21 of the best book quotes from Milan Kundera
01
“We all reject out of hand the idea that the love of our life may be something light or weightless; we presume our love is what must be, that without it our life would no longer be the same; we feel that Beethoven himself, gloomy and awe-inspiring, is playing the “Es muss sein!” to our own great love.”
02
“Loves are like empires: when the idea they are founded on crumbles, they, too, fade away.”
03
“The heaviest of burdens is therefore simultaneously an image of life’s most intense fulfillment. The heavier the burden, the closer our lives come to the earth, the more real and truthful they become.”
04
“Tomas often thought of Tereza’s remark about his friend Z. and came to the conclusion that the love story of his life exemplified not “Es muss sein! ” (It must be so), but rather “Es konnte auch anders sein” (It could just as well be otherwise).”
05
“Tomas suddenly realized that he was not at all sure he had made the proper choice, but he felt bound to it by then by an unspoken vow of fidelity, so he stood fast.
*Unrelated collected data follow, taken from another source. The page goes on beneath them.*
use std::fmt;

use serde::{Deserialize, Serialize};

use crate::error::{Result, StudyError};
use crate::keyboard::layout::KeyboardType;
use crate::keyboard::order::KeyboardOrder;
use crate::store::StudyStore;

#[derive(Clone, Copy, Debug, PartialEq, Eq, Serialize, Deserialize)]
#[serde(rename_all = "SCREAMING_SNAKE_CASE")]
pub enum SessionStatus {
    Created,
    Started,
    Completed,
    Canceled,
}

impl SessionStatus {
    pub fn as_str(self) -> &'static str {
        match self {
            SessionStatus::Created => "CREATED",
            SessionStatus::Started => "STARTED",
            SessionStatus::Completed => "COMPLETED",
            SessionStatus::Canceled => "CANCELED",
        }
    }

    pub fn is_terminal(self) -> bool {
        matches!(self, SessionStatus::Completed | SessionStatus::Canceled)
    }
}

impl fmt::Display for SessionStatus {
    fn fmt(&self, f: &mut fmt::Formatter<'_>) -> fmt::Result {
        f.write_str(self.as_str())
    }
}

/// A participant's run through every keyboard type in a fixed order.
#[derive(Clone, Debug, PartialEq, Eq, Serialize, Deserialize)]
pub struct Session {
    id: u64,
    participant_id: String,
    keyboard_order: KeyboardOrder,
    status: SessionStatus,
    #[serde(default)]
    start_timestamp: Option<i64>,
}

impl Session {
    /// Inserts a new CREATED session into `store` and returns it with the
    /// id the store assigned.
    pub fn create(
        store: &mut dyn StudyStore,
        participant_id: &str,
        keyboard_order: KeyboardOrder,
    ) -> Result<Self> {
        if participant_id.trim().is_empty() {
            return Err(StudyError::EmptyParticipant);
        }
        let id = store.insert_session(participant_id, &keyboard_order, SessionStatus::Created)?;
        tracing::info!(
            session_id = id,
            participant_id,
            order = %keyboard_order,
            "session created"
        );
        Ok(Self::new(id, participant_id, keyboard_order))
    }

    pub fn new(id: u64, participant_id: &str, keyboard_order: KeyboardOrder) -> Self {
        Self {
            id,
            participant_id: participant_id.to_string(),
            keyboard_order,
            status: SessionStatus::Created,
            start_timestamp: None,
        }
    }

    pub fn id(&self) -> u64 {
        self.id
    }

    pub fn participant_id(&self) -> &str {
        &self.participant_id
    }

    pub fn keyboard_order(&self) -> &KeyboardOrder {
        &self.keyboard_order
    }

    pub fn status(&self) -> SessionStatus {
        self.status
    }

    /// Undefined (`None`) until the session has started.
    pub fn start_timestamp(&self) -> Option<i64> {
        self.start_timestamp
    }

    pub fn has_started(&self) -> bool {
        self.status != SessionStatus::Created
    }

    pub fn first_keyboard_type(&self) -> KeyboardType {
        self.keyboard_order.first()
    }

    pub fn keyboard_type_after(&self, kb: KeyboardType) -> Result<Option<KeyboardType>> {
        self.keyboard_order.after(kb)
    }

    pub fn start(&mut self, now_ms: i64) -> Result<()> {
        if self.status != SessionStatus::Created {
            return Err(self.invalid("start"));
        }
        self.start_timestamp = Some(now_ms);
        self.status = SessionStatus::Started;
        tracing::info!(session_id = self.id, "session started");
        Ok(())
    }

    pub fn complete(&mut self) -> Result<()> {
        if self.status.is_terminal() {
            return Err(self.invalid("complete"));
        }
        self.status = SessionStatus::Completed;
        tracing::info!(session_id = self.id, "session completed");
        Ok(())
    }

    pub fn cancel(&mut self) -> Result<()> {
        if self.status.is_terminal() {
            return Err(self.invalid("cancel"));
        }
        self.status = SessionStatus::Canceled;
        tracing::info!(session_id = self.id, "session canceled");
        Ok(())
    }

    fn invalid(&self, action: &'static str) -> StudyError {
        StudyError::InvalidSessionTransition {
            id: self.id,
            action,
            status: self.status,
        }
    }
}
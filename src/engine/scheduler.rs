//! Experiment sequencing: keyboard counterbalancing across sessions and the
//! per-keyboard trial quota within one.

use crate::error::{Result, StudyError};
use crate::keyboard::layout::KeyboardType;
use crate::keyboard::order::KeyboardOrder;
use crate::session::clock::Clock;
use crate::session::study::{Session, SessionStatus};
use crate::session::trial::Trial;
use crate::store::{DictionaryStore, StudyStore};

/// Order for a new session: the rotation of the most recently completed
/// session's order (from any participant), or the default order when no
/// session has completed yet.
pub fn next_keyboard_order(store: &dyn StudyStore) -> Result<KeyboardOrder> {
    Ok(match store.last_completed_session()? {
        Some(last) => last.keyboard_order().rotated(),
        None => KeyboardOrder::default(),
    })
}

#[derive(Clone, Copy, Debug, PartialEq, Eq)]
pub enum Step {
    Next(KeyboardType),
    Complete,
}

/// Counter threaded through successive scheduler calls for one session.
#[derive(Clone, Copy, Debug, PartialEq, Eq)]
pub struct SchedulerState {
    quota: u32,
    remaining: u32,
}

impl SchedulerState {
    /// `quota` is the number of trials per keyboard type; at least one.
    pub fn new(quota: u32) -> Self {
        let quota = quota.max(1);
        Self {
            quota,
            remaining: quota,
        }
    }

    pub fn quota(&self) -> u32 {
        self.quota
    }

    /// Decides the keyboard for the trial after `prior` (or the first trial
    /// when `prior` is `None`). Touches nothing but the counter.
    pub fn next_step(&mut self, session: &Session, prior: Option<&Trial>) -> Result<Step> {
        let next = match prior {
            None => Some(session.first_keyboard_type()),
            Some(trial) => {
                let current = trial.keyboard_type();
                if self.remaining == 0 {
                    self.remaining = self.quota;
                    session.keyboard_type_after(current)?
                } else {
                    Some(current)
                }
            }
        };
        self.remaining = self.remaining.saturating_sub(1);
        Ok(match next {
            Some(kb) => Step::Next(kb),
            None => Step::Complete,
        })
    }
}

/// Runs one scheduler step against real collaborators.
///
/// Either completes the session and returns `None`, or draws a target word,
/// persists a new trial, starts the session if it is still CREATED, then
/// starts the trial.
pub fn advance_to_next_trial(
    session: &mut Session,
    prior: Option<&Trial>,
    state: &mut SchedulerState,
    words: &mut dyn DictionaryStore,
    store: &mut dyn StudyStore,
    clock: &dyn Clock,
) -> Result<Option<Trial>> {
    let kb = match state.next_step(session, prior)? {
        Step::Complete => {
            session.complete()?;
            store.update_session(session)?;
            return Ok(None);
        }
        Step::Next(kb) => kb,
    };

    if prior.is_none_or(|p| p.keyboard_type() != kb) {
        tracing::debug!(session_id = session.id(), keyboard = %kb, "keyboard type changed");
    }

    let word = words
        .random_word()
        .ok_or_else(|| StudyError::Setup("Dictionary is empty".to_string()))?;
    let mut trial = Trial::create(store, session.id(), &word, kb)?;

    if session.status() == SessionStatus::Created {
        session.start(clock.now_ms())?;
        store.update_session(session)?;
    }
    trial.start(clock.now_ms())?;
    store.update_trial(&trial)?;
    Ok(Some(trial))
}
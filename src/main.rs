use std::io::{self, BufRead, Write};
use std::path::{Path, PathBuf};

use anyhow::{Context, Result, bail};
use chrono::Local;
use clap::{Parser, Subcommand};
use tracing_subscriber::EnvFilter;

use keytrial::app::{Advance, StudyApp};
use keytrial::config::Config;
use keytrial::error::StudyError;
use keytrial::export;
use keytrial::session::clock::{Clock, SystemClock};
use keytrial::store::dictionary::MemoryDictionary;
use keytrial::store::json_store::JsonStore;
use keytrial::store::{DictionaryStore, StudyStore};

#[derive(Parser)]
#[command(
    name = "keytrial",
    version,
    about = "Text-entry study runner for standard and reduced-key keyboards"
)]
struct Cli {
    #[arg(short, long, global = true, help = "Directory holding study data")]
    data_dir: Option<PathBuf>,

    #[arg(long, global = true, help = "Dictionary CSV (word,frequency)")]
    dictionary: Option<PathBuf>,

    #[arg(short, long, global = true, help = "Log at debug level")]
    verbose: bool,

    #[command(subcommand)]
    command: Command,
}

#[derive(Subcommand)]
enum Command {
    /// Run a session for one participant
    Run {
        #[arg(short, long)]
        participant: String,
        #[arg(short, long, help = "Trials per keyboard type")]
        trials: Option<u32>,
        #[arg(long, help = "Seed for target word draws")]
        seed: Option<u64>,
    },
    /// Write all sessions and trials as one flat JSON table
    Export {
        #[arg(short, long, help = "Output file or directory")]
        out: Option<PathBuf>,
    },
    /// Delete all stored sessions and trials
    Clear {
        #[arg(long, help = "Confirm deletion")]
        yes: bool,
    },
    /// Show dictionary size and a few random words
    Dictionary,
    /// List stored sessions
    Sessions,
    /// Write a config file with the current settings
    InitConfig,
}

fn main() -> Result<()> {
    let cli = Cli::parse();
    init_logging(cli.verbose);

    let mut config = Config::load().context("loading config")?;
    if let Some(dir) = &cli.data_dir {
        config.data_dir = dir.to_string_lossy().to_string();
    }
    if let Some(path) = &cli.dictionary {
        config.dictionary_path = Some(path.to_string_lossy().to_string());
    }

    match cli.command {
        Command::Run {
            participant,
            trials,
            seed,
        } => {
            if let Some(trials) = trials {
                config.trials_per_keyboard = trials;
            }
            if seed.is_some() {
                config.random_seed = seed;
            }
            config.validate();
            run_session(config, &participant)
        }
        Command::Export { out } => {
            let store = open_store(&config)?;
            let data = export::export_data(&store)?;
            let path = match out {
                Some(p) if p.is_dir() => p.join(export::default_file_name(Local::now())),
                Some(p) => p,
                None => PathBuf::from(export::default_file_name(Local::now())),
            };
            export::write_export(&data, &path)
                .with_context(|| format!("writing {}", path.display()))?;
            println!("Wrote {} rows to {}", data.rows.len(), path.display());
            Ok(())
        }
        Command::Clear { yes } => {
            if !yes {
                bail!("Refusing to delete study data without --yes");
            }
            let store = open_store(&config)?;
            let dictionary = load_dictionary(&config)?;
            let mut app = StudyApp::new(config, store, dictionary, SystemClock);
            let (sessions, trials) = app.clear_data()?;
            println!("Cleared {sessions} sessions and {trials} trials");
            Ok(())
        }
        Command::Dictionary => {
            let mut dictionary = load_dictionary(&config)?;
            println!("{} words", dictionary.word_count());
            let sample: Vec<String> = (0..5).filter_map(|_| dictionary.random_word()).collect();
            println!("sample: {}", sample.join(", "));
            Ok(())
        }
        Command::Sessions => {
            let store = open_store(&config)?;
            for session in store.all_sessions()? {
                let trials = store.trials_for_session(session.id())?;
                let ended = trials.iter().filter(|t| t.has_ended()).count();
                println!(
                    "{:>4}  {:<16} {:<10} {}  {}/{} trials",
                    session.id(),
                    session.participant_id(),
                    session.status(),
                    session.keyboard_order().to_code(),
                    ended,
                    trials.len()
                );
            }
            Ok(())
        }
        Command::InitConfig => {
            config.validate();
            config.save()?;
            println!("Wrote {}", Config::config_path().display());
            Ok(())
        }
    }
}

fn init_logging(verbose: bool) {
    let default = if verbose { "keytrial=debug" } else { "keytrial=info" };
    let filter = EnvFilter::try_from_default_env().unwrap_or_else(|_| EnvFilter::new(default));
    tracing_subscriber::fmt()
        .with_env_filter(filter)
        .with_writer(io::stderr)
        .init();
}

fn open_store(config: &Config) -> Result<JsonStore> {
    let dir = Path::new(&config.data_dir);
    JsonStore::open(dir).with_context(|| format!("opening study data in {}", dir.display()))
}

fn load_dictionary(config: &Config) -> Result<MemoryDictionary> {
    let dictionary = match &config.dictionary_path {
        Some(path) => MemoryDictionary::from_path(Path::new(path))?,
        None => MemoryDictionary::bundled()?,
    };
    Ok(match config.random_seed {
        Some(seed) => dictionary.with_seed(seed),
        None => dictionary,
    })
}

fn run_session(config: Config, participant: &str) -> Result<()> {
    let store = open_store(&config)?;
    let dictionary = load_dictionary(&config)?;
    let mut app = StudyApp::new(config, store, dictionary, SystemClock);
    app.begin_session(participant)?;

    println!("Type letters and press Enter. '!' accepts, '#N' picks alternate N,");
    println!("'-' clears the keys, 'q' cancels the session.");
    print_trial(&app);

    let stdin = io::stdin();
    for line in stdin.lock().lines() {
        let line = line?;
        let input = line.trim();
        let outcome = match input {
            "q" => {
                app.cancel_session()?;
                println!("Session canceled.");
                return Ok(());
            }
            "-" => {
                app.clear_keys();
                None
            }
            "!" => Some(app.accept_autocomplete()),
            _ if input.starts_with('#') => match input[1..].parse::<usize>() {
                Ok(n) if n >= 1 => Some(app.select_alternate(n - 1)),
                _ => {
                    println!("Alternates are numbered from 1.");
                    None
                }
            },
            _ => {
                for letter in input.chars() {
                    if app.press_letter(letter)?.is_none() {
                        println!("No key carries '{letter}'.");
                    }
                }
                None
            }
        };

        match outcome {
            Some(Ok(Advance::SessionCompleted)) => {
                println!("Session complete. Thank you!");
                return Ok(());
            }
            Some(Ok(Advance::NextTrial)) => print_trial(&app),
            Some(Err(err @ (StudyError::NoAutocomplete | StudyError::AlternateOutOfRange { .. }))) => {
                println!("{err}");
            }
            Some(Err(err)) => return Err(err.into()),
            None => print_suggestions(&app),
        }
    }

    // Input closed mid-session.
    if app.session().is_some() {
        app.cancel_session()?;
    }
    Ok(())
}

fn print_trial<S: StudyStore, D: DictionaryStore, C: Clock>(app: &StudyApp<S, D, C>) {
    if let (Some(trial), Some(kb)) = (app.trial(), app.keyboard_type()) {
        println!();
        println!("[{kb}] target: {}", trial.target_word());
        let keys: Vec<&str> = kb.keys().collect();
        println!("keys: {}", keys.join(" | "));
    }
    let _ = io::stdout().flush();
}

fn print_suggestions<S: StudyStore, D: DictionaryStore, C: Clock>(app: &StudyApp<S, D, C>) {
    if app.pressed().is_empty() {
        println!("(no keys pressed)");
        return;
    }
    match app.autocomplete_split() {
        Some(split) => println!("> {}[{}]", split.typed, split.inferred),
        None => println!("> no word found"),
    }
    for (i, word) in app.visible_alternates().iter().enumerate() {
        println!("  #{} {word}", i + 1);
    }
    let _ = io::stdout().flush();
}
pub mod dictionary;
pub mod json_store;
pub mod schema;

use serde::{Deserialize, Serialize};

use crate::error::Result;
use crate::keyboard::key_press::KeyPress;
use crate::keyboard::layout::KeyboardType;
use crate::keyboard::order::KeyboardOrder;
use crate::session::study::{Session, SessionStatus};
use crate::session::trial::Trial;

/// A dictionary word and its relative frequency.
#[derive(Clone, Debug, PartialEq, Eq, Serialize, Deserialize)]
pub struct DictionaryEntry {
    pub word: String,
    pub frequency: u32,
}

/// Word source consumed by the candidate engine and the scheduler.
pub trait DictionaryStore {
    /// A word drawn uniformly at random, ignoring frequency. `None` only when
    /// the dictionary is empty.
    fn random_word(&mut self) -> Option<String>;

    /// Every word matching `pattern` position by position, most frequent
    /// first. Unbounded; callers apply their own limit.
    fn matching_words(&self, pattern: &[KeyPress]) -> Vec<DictionaryEntry>;

    fn word_count(&self) -> usize;
}

/// Persistence of sessions and trials. Ids are assigned on insert.
pub trait StudyStore {
    fn insert_session(
        &mut self,
        participant_id: &str,
        keyboard_order: &KeyboardOrder,
        status: SessionStatus,
    ) -> Result<u64>;

    fn update_session(&mut self, session: &Session) -> Result<()>;

    /// All sessions by ascending id.
    fn all_sessions(&self) -> Result<Vec<Session>>;

    /// The completed session with the highest id, across all participants.
    fn last_completed_session(&self) -> Result<Option<Session>>;

    fn insert_trial(
        &mut self,
        session_id: u64,
        target_word: &str,
        keyboard_type: KeyboardType,
    ) -> Result<u64>;

    fn update_trial(&mut self, trial: &Trial) -> Result<()>;

    /// Trials of one session by ascending id.
    fn trials_for_session(&self, session_id: u64) -> Result<Vec<Trial>>;

    fn delete_all_sessions(&mut self) -> Result<usize>;

    fn delete_all_trials(&mut self) -> Result<usize>;
}
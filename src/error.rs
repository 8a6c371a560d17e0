//! Errors raised by the study core and its storage adapters.

use thiserror::Error;

use crate::keyboard::layout::KeyboardType;
use crate::session::study::SessionStatus;

#[derive(Error, Debug)]
pub enum StudyError {
    #[error("At least one keyboard type is required")]
    EmptyKeyboardOrder,

    #[error("Keyboard type {0} appears more than once in the order")]
    DuplicateKeyboardType(KeyboardType),

    #[error("No keyboard type found for '{0}'")]
    UnknownKeyboardCode(char),

    #[error("Unknown keyboard type {0} for this session's order")]
    UnknownKeyboardType(KeyboardType),

    #[error("Session {id} cannot {action} while {status}")]
    InvalidSessionTransition {
        id: u64,
        action: &'static str,
        status: SessionStatus,
    },

    #[error("Trial {id} cannot {action} while {state}")]
    InvalidTrialTransition {
        id: u64,
        action: &'static str,
        state: &'static str,
    },

    #[error("Session {0} did not exist")]
    UnknownSession(u64),

    #[error("Trial {0} did not exist")]
    UnknownTrial(u64),

    #[error("Participant id must not be empty")]
    EmptyParticipant,

    #[error("Session {0} is still in progress")]
    SessionInProgress(u64),

    #[error("No session is in progress")]
    NoActiveSession,

    #[error("No trial is in progress")]
    NoActiveTrial,

    #[error("No autocomplete word to accept")]
    NoAutocomplete,

    #[error("Alternate suggestion {index} out of range ({count} shown)")]
    AlternateOutOfRange { index: usize, count: usize },

    /// Dictionary or storage could not be brought up; the core is unusable
    /// until this is resolved.
    #[error("Setup failed: {0}")]
    Setup(String),

    #[error("Failed to read/write study data: {0}")]
    Io(#[from] std::io::Error),

    #[error("Failed to parse study data: {0}")]
    Json(#[from] serde_json::Error),

    #[error("Failed to parse config TOML: {0}")]
    TomlDe(#[from] toml::de::Error),

    #[error("Failed to serialize config TOML: {0}")]
    TomlSer(#[from] toml::ser::Error),
}

impl StudyError {
    /// True for errors in the fatal-setup category.
    pub fn is_setup(&self) -> bool {
        matches!(self, StudyError::Setup(_) | StudyError::Io(_))
    }
}

pub type Result<T, E = StudyError> = std::result::Result<T, E>;
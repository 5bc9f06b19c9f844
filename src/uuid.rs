//! BLE UUIDs (16, 32 or 128 bits).
//!
//! Bluetooth assigns UUIDs to identify services and characteristics. In order to save space, many
//! common UUIDs can be represented and transmitted as 16- or 32-bit aliases instead of the full
//! 128 bits.
//!
//! The shorter UUIDs can be converted to their full 128-bit counterparts by making use of the
//! Bluetooth Base UUID, which is defined as `00000000-0000-1000-8000-00805F9B34FB`.
//!
//! A 16-bit UUID alias can be converted to its 32-bit equivalent by zero-extending it: `0xABCD`
//! becomes `0x0000ABCD`.
//!
//! A 32-bit UUID alias can then be converted to its full 128-bit equivalent by placing it in the
//! first 4 Bytes of the Base UUID. Hence `0x1234ABCD` would become
//! `1234ABCD-0000-1000-8000-00805F9B34FB`.

use crate::{bytes::*, Error};
use core::fmt;

const BASE_UUID: [u8; 16] = [
    0x00, 0x00, 0x00, 0x00, /*-*/ 0x00, 0x00, /*-*/ 0x10, 0x00, /*-*/ 0x80, 0x00,
    /*-*/ 0x00, 0x80, 0x5F, 0x9B, 0x34, 0xFB,
];

/// A 16-bit UUID alias.
///
/// Can be converted to its 32- and 128-bit equivalents via `.into()`.
#[derive(PartialEq, Eq, Copy, Clone)]
pub struct Uuid16(pub u16);

/// A 32-bit UUID alias.
///
/// Can be converted to its 128-bit equivalent via `.into()`.
#[derive(PartialEq, Eq, Copy, Clone)]
pub struct Uuid32(pub u32);

/// A full 128-bit UUID.
#[derive(PartialEq, Eq, Copy, Clone)]
pub struct Uuid128([u8; 16]);

impl Uuid128 {
    /// Creates a 128-bit UUID from 16 raw bytes (encoded in big-endian).
    pub const fn from_bytes(bytes: [u8; 16]) -> Self {
        Self(bytes)
    }
}

impl From<Uuid16> for Uuid32 {
    fn from(smol: Uuid16) -> Self {
        Uuid32(smol.0.into())
    }
}

impl From<Uuid16> for Uuid128 {
    fn from(uuid: Uuid16) -> Self {
        Uuid32::from(uuid).into()
    }
}

impl From<Uuid32> for Uuid128 {
    fn from(uuid: Uuid32) -> Self {
        let mut buf = BASE_UUID;
        buf[..4].copy_from_slice(&uuid.0.to_be_bytes());
        Uuid128(buf)
    }
}

impl ToBytes for Uuid16 {
    fn to_bytes(&self, buffer: &mut ByteWriter<'_>) -> Result<(), Error> {
        buffer.write_slice(&self.0.to_le_bytes())
    }
}

impl ToBytes for Uuid32 {
    fn to_bytes(&self, buffer: &mut ByteWriter<'_>) -> Result<(), Error> {
        buffer.write_slice(&self.0.to_le_bytes())
    }
}

impl ToBytes for Uuid128 {
    fn to_bytes(&self, buffer: &mut ByteWriter<'_>) -> Result<(), Error> {
        buffer.write_slice(&self.0)
    }
}

impl FromBytes<'_> for Uuid16 {
    fn from_bytes(bytes: &mut ByteReader<'_>) -> Result<Self, Error> {
        let array = bytes.read_array()?;
        Ok(Uuid16(u16::from_le_bytes(array)))
    }
}

impl FromBytes<'_> for Uuid128 {
    fn from_bytes(bytes: &mut ByteReader<'_>) -> Result<Self, Error> {
        let array = bytes.read_array()?;
        Ok(Uuid128(array))
    }
}

impl fmt::Debug for Uuid16 {
    fn fmt(&self, f: &mut fmt::Formatter<'_>) -> fmt::Result {
        write!(f, "Uuid16({:04x})", self.0)
    }
}

impl fmt::Debug for Uuid32 {
    fn fmt(&self, f: &mut fmt::Formatter<'_>) -> fmt::Result {
        write!(f, "Uuid32({:08x})", self.0)
    }
}

impl fmt::Debug for Uuid128 {
    fn fmt(&self, f: &mut fmt::Formatter<'_>) -> fmt::Result {
        f.write_str("Uuid128(")?;
        for (i, byte) in self.0.iter().enumerate() {
            if let 4 | 6 | 8 | 10 = i {
                f.write_str("-")?;
            }
            write!(f, "{:02x}", byte)?;
        }
        f.write_str(")")
    }
}

/// A UUID as used in attribute metadata (either a 16- or a 128-bit UUID).
///
/// 32-bit UUID aliases are not used in attribute tables and must be converted to 128-bit UUIDs.
#[derive(Copy, Clone, Eq)]
pub enum AttUuid {
    Uuid16(Uuid16),
    Uuid128(Uuid128),
}

impl PartialEq for AttUuid {
    fn eq(&self, other: &Self) -> bool {
        match (self, other) {
            // 16-bit UUIDs can be compared directly
            (AttUuid::Uuid16(a), AttUuid::Uuid16(b)) => a == b,

            // All other combinations need to convert to 128-bit UUIDs
            (AttUuid::Uuid128(a), b) | (b, AttUuid::Uuid128(a)) => {
                let b: Uuid128 = (*b).into();
                *a == b
            }
        }
    }
}

impl PartialEq<Uuid16> for AttUuid {
    fn eq(&self, other: &Uuid16) -> bool {
        self == &Self::from(*other)
    }
}

impl PartialEq<Uuid128> for AttUuid {
    fn eq(&self, other: &Uuid128) -> bool {
        self == &Self::from(*other)
    }
}

impl From<Uuid16> for AttUuid {
    fn from(uu: Uuid16) -> Self {
        AttUuid::Uuid16(uu)
    }
}

impl From<Uuid32> for AttUuid {
    fn from(uu: Uuid32) -> Self {
        AttUuid::Uuid128(uu.into())
    }
}

impl From<Uuid128> for AttUuid {
    fn from(uu: Uuid128) -> Self {
        AttUuid::Uuid128(uu)
    }
}

impl From<AttUuid> for Uuid128 {
    fn from(uu: AttUuid) -> Self {
        match uu {
            AttUuid::Uuid16(u) => u.into(),
            AttUuid::Uuid128(u) => u,
        }
    }
}

impl ToBytes for AttUuid {
    fn to_bytes(&self, writer: &mut ByteWriter<'_>) -> Result<(), Error> {
        match self {
            AttUuid::Uuid16(uuid) => uuid.to_bytes(writer),
            AttUuid::Uuid128(uuid) => uuid.to_bytes(writer),
        }
    }
}

impl fmt::Debug for AttUuid {
    fn fmt(&self, f: &mut fmt::Formatter<'_>) -> fmt::Result {
        match self {
            AttUuid::Uuid16(u) => u.fmt(f),
            AttUuid::Uuid128(u) => u.fmt(f),
        }
    }
}
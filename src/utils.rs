use core::fmt;

/// Creates an enum that can be converted from and to a primitive type, with invalid values becoming
/// a catch-all `Unknown` variant.
///
/// This is copied almost verbatim from [smoltcp].
///
/// [smoltcp]: https://github.com/m-labs/smoltcp/blob/cd893e6ab60f094d684b37be7bc013bf79f0459d/src/macros.rs
macro_rules! enum_with_unknown {
    (
        $( #[$enum_attr:meta] )*
        $v:vis enum $name:ident($ty:ty) {
            $(
              $( #[$variant_attr:meta] )*
              $variant:ident = $value:expr $(,)*
            ),*
        }
    ) => {
        $( #[$enum_attr] )*
        $v enum $name {
            $(
              $( #[$variant_attr] )*
              $variant,
            )*
            Unknown($ty)
        }

        impl ::core::convert::From<$ty> for $name {
            fn from(value: $ty) -> Self {
                match value {
                    $( $value => $name::$variant, )*
                    other => $name::Unknown(other)
                }
            }
        }

        impl ::core::convert::From<$name> for $ty {
            fn from(value: $name) -> Self {
                match value {
                    $( $name::$variant => $value, )*
                    $name::Unknown(other) => other
                }
            }
        }
    }
}

/// `Debug`-formats its contents as a hexadecimal byte slice.
#[derive(Copy, Clone)]
pub struct HexSlice<T>(pub T)
where
    T: AsRef<[u8]>;

impl<T: AsRef<[u8]>> fmt::Debug for HexSlice<T> {
    fn fmt(&self, f: &mut fmt::Formatter<'_>) -> fmt::Result {
        f.write_str("[")?;
        for (i, byte) in self.0.as_ref().iter().enumerate() {
            if i != 0 {
                f.write_str(", ")?;
            }
            write!(f, "{:02x}", byte)?;
        }
        f.write_str("]")
    }
}

impl<T: AsRef<[u8]>> AsRef<T> for HexSlice<T> {
    fn as_ref(&self) -> &T {
        &self.0
    }
}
And that is how he became a window washer.”
06
“We can never know what to want, because, living only one life, we can neither compare it with our previous lives nor perfect it in our lives to come.”
07
“The brain appears to possess a special area which we might call poetic memory and which records everything that charms or touches us, that makes our lives beautiful. From the time he met Tereza, no woman had the right to leave the slightest impression on that part of his brain.”
08
“Perhaps the reason we are unable to love is that we yearn to be loved, that is, we demand something (love) from our partner instead of delivering ourselves up to him demand-free and asking for nothing but his company.”
09
“For seven years he had lived bound to her, his every step subject to her scrutiny. She might as well have chained iron balls to his ankles. Suddenly his step was much lighter. He soared. He had entered Parmenides’ magic field: he was enjoying the sweet lightness of being.”
10
“When the heart speaks, the mind finds it indecent to object.”
11
“Anyone whose goal is ‘something higher’ must expect someday to suffer vertigo.”
12
“For there is nothing heavier than compassion. Not even one’s own pain weighs so heavy as the pain one feels with someone, for someone, a pain intensified by the imagination and prolonged by a hundred echoes.”
13
“The sketch that is our life is a sketch for nothing, an outline with no picture.“
14
“Because love means renouncing strength.“
15
“Actually, he had always preferred the unreal to the real. Just as he felt better at demonstrations (which, as I have pointed out, are all playacting and dreams) than in a lecture hall full of students, so he was happier with Sabina the invisible goddess than the Sabina who had accompanied him throughout the world and whose love he constantly feared losing.”
16
“The sadness meant: We are at the last station. The happiness meant: We are together. The sadness was form, the happiness content. Happiness filled the space of sadness.”
17
“She loved to walk down the street with a book under her arm. It had the same significance for her as an elegant cane for the dandy a century ago. It differentiated her from others.”
18
“When a private talk over a bottle of wine is broadcast on the radio, what can it mean but that the world is turning into a concentration camp? […] A concentration camp is the complete obliteration of privacy.”
19
“What is unique about the ‘I’ hides itself exactly in what is unimaginable about a person. All we are able to imagine is what makes everyone like everyone else, what people have in common. The individual ‘I’ is what differs from the common stock, that is, what cannot be guessed at or calculated, what must be unveiled, uncovered, conquered.”
20
″ ‘I want you to be old. Ten years older. Twenty years older!’ What she meant was: I want you to be weak. As weak as I am.”
21
“I have said before that metaphors are dangerous. Love begins with a metaphor. Which is to say, love begins at the point when a woman enters her first word into our poetic memory.”